### [Problem statement]
Count the lines below holding "verbose" and answer with that number only.
Top of Data records
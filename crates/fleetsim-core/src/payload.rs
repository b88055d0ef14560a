//! Telemetry payload generation.
//!
//! Each device task owns its own [`PayloadGenerator`], so no random state is
//! shared between concurrently running devices.

use crate::error::Result;
use crate::types::{DeviceIdentity, DeviceKind};
use rand::prelude::*;
use rand::rngs::StdRng;
use serde::{Deserialize, Serialize};
use std::fmt;
use std::ops::RangeInclusive;

/// Fridge temperatures are drawn uniformly from this range.
pub const FRIDGE_TEMPERATURE_RANGE: RangeInclusive<i32> = 32..=51;

/// Light bulb state.
#[derive(Debug, Clone, Copy, PartialEq, Eq, Hash, Serialize, Deserialize)]
#[serde(rename_all = "lowercase")]
pub enum BulbState {
    On,
    Off,
}

impl BulbState {
    pub fn as_str(&self) -> &'static str {
        match self {
            BulbState::On => "on",
            BulbState::Off => "off",
        }
    }
}

impl fmt::Display for BulbState {
    fn fmt(&self, f: &mut fmt::Formatter<'_>) -> fmt::Result {
        f.write_str(self.as_str())
    }
}

/// A single telemetry reading, tagged by `deviceType` when serialized.
///
/// ```json
/// {"deviceType":"Fridge","temperature":42}
/// {"deviceType":"LightBulb","state":"on"}
/// ```
#[derive(Debug, Clone, Copy, PartialEq, Eq, Serialize, Deserialize)]
#[serde(tag = "deviceType")]
pub enum TelemetryPayload {
    Fridge { temperature: i32 },
    LightBulb { state: BulbState },
}

impl TelemetryPayload {
    /// Returns the kind of device that produces this payload.
    pub fn kind(&self) -> DeviceKind {
        match self {
            TelemetryPayload::Fridge { .. } => DeviceKind::Fridge,
            TelemetryPayload::LightBulb { .. } => DeviceKind::LightBulb,
        }
    }

    /// Serializes the payload to its JSON text form.
    pub fn to_json(&self) -> Result<String> {
        Ok(serde_json::to_string(self)?)
    }
}

/// Produces randomized payloads for one device.
pub struct PayloadGenerator {
    rng: StdRng,
}

impl PayloadGenerator {
    /// Creates a generator with a fixed seed.
    pub fn new(seed: u64) -> Self {
        Self {
            rng: StdRng::seed_from_u64(seed),
        }
    }

    /// Creates a generator seeded from OS entropy.
    pub fn from_entropy() -> Self {
        Self {
            rng: StdRng::from_entropy(),
        }
    }

    /// Creates the generator for one device.
    ///
    /// With a run seed the device id is mixed in, so every device gets its own
    /// reproducible sequence independent of the order devices were provisioned.
    pub fn for_device(seed: Option<u64>, identity: &DeviceIdentity) -> Self {
        match seed {
            Some(seed) => Self::new(seed ^ fxhash::hash64(identity.id())),
            None => Self::from_entropy(),
        }
    }

    /// Draws a fresh payload for the device.
    pub fn generate(&mut self, identity: &DeviceIdentity) -> TelemetryPayload {
        self.generate_kind(identity.kind())
    }

    /// Draws a fresh payload for a device kind.
    pub fn generate_kind(&mut self, kind: DeviceKind) -> TelemetryPayload {
        match kind {
            DeviceKind::Fridge => TelemetryPayload::Fridge {
                temperature: self.rng.gen_range(FRIDGE_TEMPERATURE_RANGE),
            },
            DeviceKind::LightBulb => TelemetryPayload::LightBulb {
                state: if self.rng.gen_bool(0.5) {
                    BulbState::On
                } else {
                    BulbState::Off
                },
            },
        }
    }
}

impl fmt::Debug for PayloadGenerator {
    fn fmt(&self, f: &mut fmt::Formatter<'_>) -> fmt::Result {
        f.debug_struct("PayloadGenerator").finish_non_exhaustive()
    }
}
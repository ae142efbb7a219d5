//! Colored terminal output utilities.

use console::{Style, Term};

/// Terminal output formatter writing to stderr.
///
/// Rendered documentation goes to stdout, so status lines stay on stderr.
pub(crate) struct Output {
    term: Term,
    green: Style,
    red: Style,
}

impl Output {
    /// Create a new output formatter.
    #[must_use]
    pub(crate) fn new() -> Self {
        Self {
            term: Term::stderr(),
            green: Style::new().green(),
            red: Style::new().red(),
        }
    }

    /// Print a success message (green).
    pub(crate) fn success(&self, msg: &str) {
        let _ = self.term.write_line(&self.green.apply_to(msg).to_string());
    }

    /// Print an error message (red).
    pub(crate) fn error(&self, msg: &str) {
        let _ = self.term.write_line(&self.red.apply_to(msg).to_string());
    }
}
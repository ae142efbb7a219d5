//! Markdown renderer producing Go package documentation comments.
//!
//! This crate provides a generic [`MarkdownWalker`] that walks
//! `pulldown-cmark` events and dispatches each node kind to a
//! [`RenderCallbacks`] implementation.
//!
//! # Architecture
//!
//! The walker owns traversal state (code block buffering, block boundaries)
//! and the parser options. Everything format-specific is delegated to the
//! callbacks:
//! - [`GodocRenderer`]: Writes a `// Package x is the ...` comment block
//!   followed by a `package x` declaration
//!
//! # Example
//!
//! ```
//! use godoc_renderer::{GodocRenderer, MarkdownWalker};
//!
//! let output = MarkdownWalker::new(GodocRenderer::new("widgets", false))
//!     .render_markdown("best widget library.");
//! assert_eq!(
//!     output,
//!     "// Package widgets is the best widget library.\n//\n//\npackage widgets\n"
//! );
//! ```

mod callbacks;
mod godoc;
mod state;
mod walker;

pub use callbacks::{EmphasisKind, RenderCallbacks};
pub use godoc::GodocRenderer;
pub use state::SeparatorState;
pub use walker::MarkdownWalker;
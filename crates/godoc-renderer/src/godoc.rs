//! Go package documentation callbacks.
//!
//! Produces a `//` line comment block suitable for a `doc.go` file, followed
//! by the package clause.

use std::fmt::Write;

use crate::callbacks::{EmphasisKind, RenderCallbacks};
use crate::state::SeparatorState;

/// Starts a new comment line mid-paragraph or between blocks.
const SEPARATOR: &str = "\n// ";

/// Closes a block with an empty comment line, leaving the cursor on a bare `//`.
const BLOCK_TERMINATOR: &str = "\n//\n//";

/// Go doc comment callbacks.
///
/// Writes:
/// - `// Package <name> is the ` as the opening sentence
/// - Text verbatim, continuing that sentence
/// - Code blocks indented by two spaces, as `go doc` expects
/// - `package <name>` after the comment
#[derive(Debug)]
pub struct GodocRenderer {
    package: String,
    skip_first_separator: bool,
    separator: SeparatorState,
}

impl GodocRenderer {
    /// Create callbacks for the given Go package.
    ///
    /// When `skip_first_separator` is set, the first separator event writes
    /// nothing, so the opening sentence is not followed by an empty comment
    /// line.
    pub fn new(package: impl Into<String>, skip_first_separator: bool) -> Self {
        Self {
            package: package.into(),
            skip_first_separator,
            separator: SeparatorState::Pending,
        }
    }

    /// Go package name written in the header and package clause.
    #[must_use]
    pub fn package(&self) -> &str {
        &self.package
    }

    /// Whether the first separator event is suppressed.
    #[must_use]
    pub fn skips_first_separator(&self) -> bool {
        self.skip_first_separator
    }

    /// Current state of first-separator suppression.
    ///
    /// `Separated` once any separator event has been seen, written or not.
    #[must_use]
    pub fn separator_state(&self) -> SeparatorState {
        self.separator
    }
}

impl RenderCallbacks for GodocRenderer {
    fn document_header(&mut self, out: &mut String) {
        write!(out, "// Package {} is the ", self.package).unwrap();
    }

    fn document_footer(&mut self, out: &mut String) {
        write!(out, "\npackage {}\n", self.package).unwrap();
    }

    fn text(&mut self, text: &str, out: &mut String) {
        out.push_str(text);
    }

    fn block_code(&mut self, code: &str, _lang: &str, out: &mut String) {
        if !code.is_empty() {
            for (i, line) in code.split('\n').enumerate() {
                if i > 0 {
                    out.push_str("\n//");
                }
                out.push_str("  ");
                out.push_str(line.strip_suffix('\r').unwrap_or(line));
            }
        }
        out.push_str(BLOCK_TERMINATOR);
    }

    fn separator(&mut self, out: &mut String) {
        if self.separator.advance(self.skip_first_separator) {
            out.push_str(SEPARATOR);
        }
    }

    fn paragraph_end(&mut self, out: &mut String) {
        out.push_str(BLOCK_TERMINATOR);
    }

    fn emphasis(&mut self, kind: EmphasisKind, out: &mut String) {
        out.push_str(kind.delimiter());
    }
}
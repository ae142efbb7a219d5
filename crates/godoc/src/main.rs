//! godoc-md CLI - Markdown to Go package documentation.
//!
//! Reads a markdown file (or stdin) and writes a `doc.go`-style comment
//! block followed by the package clause.

mod commands;
mod error;
mod output;

use clap::Parser;
use tracing_subscriber::EnvFilter;

use commands::RenderArgs;
use output::Output;

/// godoc-md - Render markdown as Go package documentation.
#[derive(Parser)]
#[command(name = "godoc-md", version, about)]
struct Cli {
    #[command(flatten)]
    render: RenderArgs,
}

fn main() {
    let cli = Cli::parse();
    let output = Output::new();

    // --verbose enables INFO level, otherwise use RUST_LOG or default to WARN
    let filter = if cli.render.verbose {
        EnvFilter::new("info")
    } else {
        EnvFilter::try_from_default_env().unwrap_or_else(|_| EnvFilter::new("warn"))
    };
    tracing_subscriber::fmt()
        .with_env_filter(filter)
        .with_writer(std::io::stderr)
        .init();

    if let Err(err) = cli.render.execute() {
        output.error(&format!("Error: {err}"));
        std::process::exit(1);
    }
}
Bottom of Data records
### [Final answer]
2